En realidad es una estupidez. Y es arriesgado. Y podría cambiarlo todo tanto que jamás conocería a Rose. Así que, en su lugar, se sube a su regazo y se sienta, ronroneando suavemente.
—¿No puedes ser más amable con Scabbers, Crookshanks? —le pregunta pasando la mano por su lomo. Ron levanta la cabeza y la mira con sus ojos ambarinos y carentes de emoción—. Está enferma —añade en tono lastimero.
Si no fuera porque en realidad es Colagusano, Ron jamás le habría vuelto a intentar poner la zarpa encima.
—Hermione, ¿de verdad estás hablando con tu gato? —le pregunta Lavender.
—No —replica ella, ruborizándose.
—La verdad es que la rata esa de Ron es feísima
—¡Parvati! —protesta Lavender, casi escandalizada.

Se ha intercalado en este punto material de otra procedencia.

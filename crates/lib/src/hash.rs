//! Hash and extendable-output function (XOF) adapters.
//!
//! Wraps the SHA-3 family as used by ML-KEM (FIPS 203):
//!
//! | ML-KEM name | Primitive   | Function |
//! |-------------|-------------|----------|
//! | **H**       | SHA3-256    | [`hash256`] |
//! | **G**       | SHA3-512    | [`hash512`] |
//! | **PRF**     | SHAKE-256   | [`prf`] |
//! | **XOF**     | SHAKE-128   | [`xof`], [`xof_reader`] |

pub use sha3::digest::XofReader;
use sha3::{
    Digest, Sha3_256, Sha3_512, Shake128, Shake256,
    digest::{ExtendableOutput, Update},
};
use tracing::trace;

use crate::Result;

/// Seed length consumed by [`prf`].
pub const SEED_BYTES: usize = 32;

/// `SHAKE-128(input)` squeezed to exactly `output_length` bytes.
///
/// # Errors
///
/// [`Error::InvalidArgument`](crate::Error::InvalidArgument) if
/// `output_length` is negative.
pub fn xof<L: TryInto<usize>>(input: impl AsRef<[u8]>, output_length: L) -> Result<Vec<u8>> {
    let len = crate::byte_count(output_length, "output_length")?;
    let input = input.as_ref();
    trace!(input_len = input.len(), output_len = len, "SHAKE-128 squeeze");
    let mut out = vec![0u8; len];
    xof_reader(input).read(&mut out);
    Ok(out)
}

/// SHAKE-128 absorbing `input`; the reader can be squeezed repeatedly.
#[must_use]
pub fn xof_reader(input: impl AsRef<[u8]>) -> impl XofReader {
    Shake128::default().chain(input).finalize_xof()
}

/// H(input) = SHA3-256(input) -> 32 bytes.
#[inline]
pub fn hash256(input: impl AsRef<[u8]>) -> [u8; 32] {
    Sha3_256::digest(input).into()
}

/// G(input) = SHA3-512(input) -> 64 bytes.
#[inline]
pub fn hash512(input: impl AsRef<[u8]>) -> [u8; 64] {
    Sha3_512::digest(input).into()
}

/// `PRF(seed, nonce) = SHAKE-256(seed || nonce)`, squeezed into `output`.
pub fn prf(seed: &[u8; SEED_BYTES], nonce: u8, output: &mut [u8]) {
    trace!(nonce, output_len = output.len(), "SHAKE-256 PRF");
    let mut buf = [0; SEED_BYTES + 1];
    buf[..SEED_BYTES].copy_from_slice(seed);
    buf[SEED_BYTES] = nonce;
    Shake256::default().chain(buf).finalize_xof().read(output);
}
use core::ops;

use zeroize::Zeroize;

use super::{Multiplier, Polynomial, Schoolbook};

/// A vector of `K` ring elements (`K` is the module rank of the parameter
/// set).
#[derive(Clone, Copy, PartialEq, Eq)]
pub struct Vector<const K: usize> {
    pub(crate) polys: [Polynomial; K],
}

impl<const K: usize> Vector<K> {
    #[inline]
    #[must_use]
    pub const fn zero() -> Self {
        Self {
            polys: [Polynomial::zero(); K],
        }
    }

    #[must_use]
    pub const fn polys(&self) -> &[Polynomial; K] {
        &self.polys
    }

    #[must_use]
    pub fn negate(&self) -> Self {
        Self {
            polys: self.polys.map(|p| p.negate()),
        }
    }

    /// Multiply every coefficient of every polynomial by `c` mod q.
    #[must_use]
    pub fn scale(&self, c: i64) -> Self {
        Self {
            polys: self.polys.map(|p| p.scale(c)),
        }
    }

    /// `sum_i(self[i] * other[i])` with the [`Schoolbook`] product.
    #[must_use]
    pub fn inner_product(&self, other: &Self) -> Polynomial {
        self.inner_product_with::<Schoolbook>(other)
    }

    /// `sum_i(self[i] * other[i])` with the multiplication backend `M`.
    #[must_use]
    pub fn inner_product_with<M: Multiplier>(&self, other: &Self) -> Polynomial {
        let mut acc = Polynomial::zero();
        for (a, b) in self.polys.iter().zip(other.polys.iter()) {
            acc += &a.mul_with::<M>(b);
        }
        acc
    }
}

impl<const K: usize> From<[Polynomial; K]> for Vector<K> {
    #[inline]
    fn from(polys: [Polynomial; K]) -> Self {
        Self { polys }
    }
}

impl<const K: usize> Default for Vector<K> {
    fn default() -> Self {
        Self::zero()
    }
}

impl<const K: usize> Zeroize for Vector<K> {
    fn zeroize(&mut self) {
        for p in &mut self.polys {
            p.zeroize();
        }
    }
}

impl<const K: usize> core::fmt::Debug for Vector<K> {
    fn fmt(&self, f: &mut core::fmt::Formatter<'_>) -> core::fmt::Result {
        f.debug_struct("Vector")
            .field("k", &K)
            .finish_non_exhaustive()
    }
}

impl<'b, const K: usize> ops::Add<&'b Vector<K>> for &Vector<K> {
    type Output = Vector<K>;
    fn add(self, rhs: &'b Vector<K>) -> Vector<K> {
        let mut r = Vector::zero();
        for i in 0..K {
            r.polys[i] = &self.polys[i] + &rhs.polys[i];
        }
        r
    }
}

impl<'b, const K: usize> ops::Sub<&'b Vector<K>> for &Vector<K> {
    type Output = Vector<K>;
    fn sub(self, rhs: &'b Vector<K>) -> Vector<K> {
        let mut r = Vector::zero();
        for i in 0..K {
            r.polys[i] = &self.polys[i] - &rhs.polys[i];
        }
        r
    }
}

impl<const K: usize> ops::AddAssign<&Self> for Vector<K> {
    fn add_assign(&mut self, rhs: &Self) {
        for i in 0..K {
            self.polys[i] += &rhs.polys[i];
        }
    }
}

—Es verdad —se defiende, cerrando la revista y dejándola a un lado—. Lo mejor que podría pasarle es que ese gato tuyo, —Gira la cabeza hacia Hermione—, la mandara al cielo de las ratas.
—Crookshanks.
—Lo que sea.
Parece que nadie va a decir nada más y Ron, francamente, está bien con eso. Siempre que Hermione siga acariciándole así.
—Oye, ¿no había otro gato más bonito en la tienda?
Hermione bufa.
Es Halloween cuando tiene la certeza de que Sirius Black está en el castillo. El ataque a la Dama Gorda es suficiente prueba y duda que vaya a irse mucho más lejos de Hogsmeade.
Ha pensado mucho sobre Sirius. Sabe que Crookshanks –él-, tuvo un papel muy importante en los eventos de aquel curso. Sabe que debe ayudarlo, que quiere hacerlo. Sabe que no puede decir mucho, porque se arriesgaría a perder su vida en el futuro. Por mucho que quiera hacer las cosas mejores, no pude perder a sus chicos.
Pero también hay otro problema. Otro problema del que tiene que hacerse cargo antes de que nadie se dé cuenta de que hay una etiqueta llamada Ron Weasley durmiendo cada día al lado de la de Hermione. El maldito Mapa del Merodeador.
(Aunque, supone, que si nadie se dio cuenta de que Peter Pettigrew durmió en su cama durante tres años…).
Supone que hablar con él será más productivo que ir a hablar con Remus. Así que el primero de noviembre sale del castillo y va directo hasta el Sauce Boxeador. Recuerda como si fuera ayer cómo se entra y, tras un par de intentos, atraviesa la gruta oculta. Aún están en el castillo al malvado Sirius Black y parece que nadie está interesado en atender a un gato que sale del castillo a altas horas de la noche.
Black está durmiendo en uno de los catres de la Casa de los Gritos y ni siquiera le oye entrar. Duerme en forma de perro –hay una túnica tirada a un lado- y, por un instante, teme que le salte encima. Ha repetido miles de veces cómo quiere hacerlo. Sabe que aparecer sin más podría suponer que Black intentara atacarlo. Aunque siempre le admiró, en su primer encuentro con él parecía un tanto desquiciado. Azkaban no deja a nadie indiferente.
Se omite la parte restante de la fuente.